**Provided records:**
== Segment start ==

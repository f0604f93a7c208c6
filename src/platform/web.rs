//! Browser glue: LocalStorage, DOM readouts and image loading

use wasm_bindgen::JsCast;
use wasm_bindgen::prelude::*;
use wasm_bindgen_futures::JsFuture;
use web_sys::{CanvasRenderingContext2d, Document, HtmlCanvasElement, HtmlImageElement};

use super::Readout;
use crate::assets::{AssetCache, AssetKey, ImageData};
use crate::persistence::{PersistError, PersistResult, Storage};

fn js_error(e: JsValue) -> PersistError {
    PersistError::Storage(format!("{e:?}"))
}

/// `window.localStorage`
pub struct LocalStorage {
    storage: web_sys::Storage,
}

impl LocalStorage {
    pub fn open() -> PersistResult<Self> {
        let storage = web_sys::window()
            .ok_or(PersistError::Unavailable)?
            .local_storage()
            .map_err(js_error)?
            .ok_or(PersistError::Unavailable)?;
        Ok(Self { storage })
    }
}

impl Storage for LocalStorage {
    fn get(&self, key: &str) -> PersistResult<Option<String>> {
        self.storage.get_item(key).map_err(js_error)
    }

    fn set(&mut self, key: &str, value: &str) -> PersistResult<()> {
        self.storage.set_item(key, value).map_err(js_error)
    }

    fn remove(&mut self, key: &str) -> PersistResult<()> {
        self.storage.remove_item(key).map_err(js_error)
    }
}

/// HUD elements of the page; missing elements are ignored
pub struct DomReadout {
    document: Document,
}

impl DomReadout {
    pub fn new(document: Document) -> Self {
        Self { document }
    }

    fn set_text(&self, id: &str, text: &str) {
        if let Some(el) = self.document.get_element_by_id(id) {
            el.set_text_content(Some(text));
        }
    }

    fn toggle_class(&self, id: &str, class: &str, on: bool) {
        if let Some(el) = self.document.get_element_by_id(id) {
            let classes = el.class_list();
            let _ = if on {
                classes.add_1(class)
            } else {
                classes.remove_1(class)
            };
        }
    }
}

impl Readout for DomReadout {
    fn set_score(&mut self, score: u64) {
        self.set_text("scoreValue", &score.to_string());
    }

    fn set_high_score(&mut self, high_score: u64) {
        self.set_text("highScoreValue", &high_score.to_string());
    }

    fn set_loading_visible(&mut self, visible: bool) {
        self.toggle_class("loadingScreen", "hidden", !visible);
    }

    fn set_instructions_visible(&mut self, visible: bool) {
        self.toggle_class("instructionModal", "show", visible);
    }
}

/// Start loading `path`; resolves on `load`, rejects on `error`
fn request_image(path: &str) -> Result<(HtmlImageElement, JsFuture), JsValue> {
    let img = HtmlImageElement::new()?;
    let promise = js_sys::Promise::new(&mut |resolve, reject| {
        img.set_onload(Some(&resolve));
        img.set_onerror(Some(&reject));
    });
    img.set_src(path);
    Ok((img, JsFuture::from(promise)))
}

/// Read back RGBA8 pixels through an offscreen 2D canvas
fn decode(document: &Document, key: AssetKey, img: &HtmlImageElement) -> Result<ImageData, JsValue> {
    let (width, height) = (img.natural_width(), img.natural_height());
    if width == 0 || height == 0 {
        return Err(JsValue::from_str("image has no pixels"));
    }

    let canvas: HtmlCanvasElement = document.create_element("canvas")?.dyn_into()?;
    canvas.set_width(width);
    canvas.set_height(height);
    let ctx: CanvasRenderingContext2d = canvas
        .get_context("2d")?
        .ok_or_else(|| JsValue::from_str("no 2d context"))?
        .dyn_into()?;
    ctx.draw_image_with_html_image_element(img, 0.0, 0.0)?;
    let pixels = ctx.get_image_data(0.0, 0.0, width as f64, height as f64)?;

    Ok(ImageData {
        key,
        width,
        height,
        rgba: pixels.data().0,
    })
}

/// Load every game image as one batch
///
/// All requests start up front; the batch completes once each one has
/// settled. Failures are recorded in `cache` and never abort the batch.
pub async fn load_assets(cache: &mut AssetCache) -> Vec<ImageData> {
    let Some(document) = web_sys::window().and_then(|w| w.document()) else {
        log::warn!("No document; skipping image loading");
        for key in AssetKey::all() {
            cache.mark_failed(key);
        }
        return Vec::new();
    };

    let requests: Vec<_> = AssetKey::all()
        .into_iter()
        .map(|key| (key, request_image(&key.path())))
        .collect();

    let mut images = Vec::with_capacity(requests.len());
    for (key, request) in requests {
        let loaded = match request {
            Ok((img, done)) => match done.await {
                Ok(_) => decode(&document, key, &img),
                Err(e) => Err(e),
            },
            Err(e) => Err(e),
        };
        match loaded {
            Ok(image) => {
                cache.mark_ready(key, image.info());
                images.push(image);
            }
            Err(e) => {
                log::debug!("{}: {:?}", key.path(), e);
                cache.mark_failed(key);
            }
        }
    }

    let progress = cache.progress();
    log::info!(
        "Image batch settled: {}/{} loaded",
        progress.settled - progress.failed,
        progress.total
    );
    images
}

== Segment end ==

**Description of the task:**
Find the lines above holding the word "AssetKey" and show them.

**Task response:**
use crate::assets::{AssetCache, AssetKey, ImageData};
fn decode(document: &Document, key: AssetKey, img: &HtmlImageElement) -> Result<ImageData, JsValue> {
        for key in AssetKey::all() {
    let requests: Vec<_> = AssetKey::all()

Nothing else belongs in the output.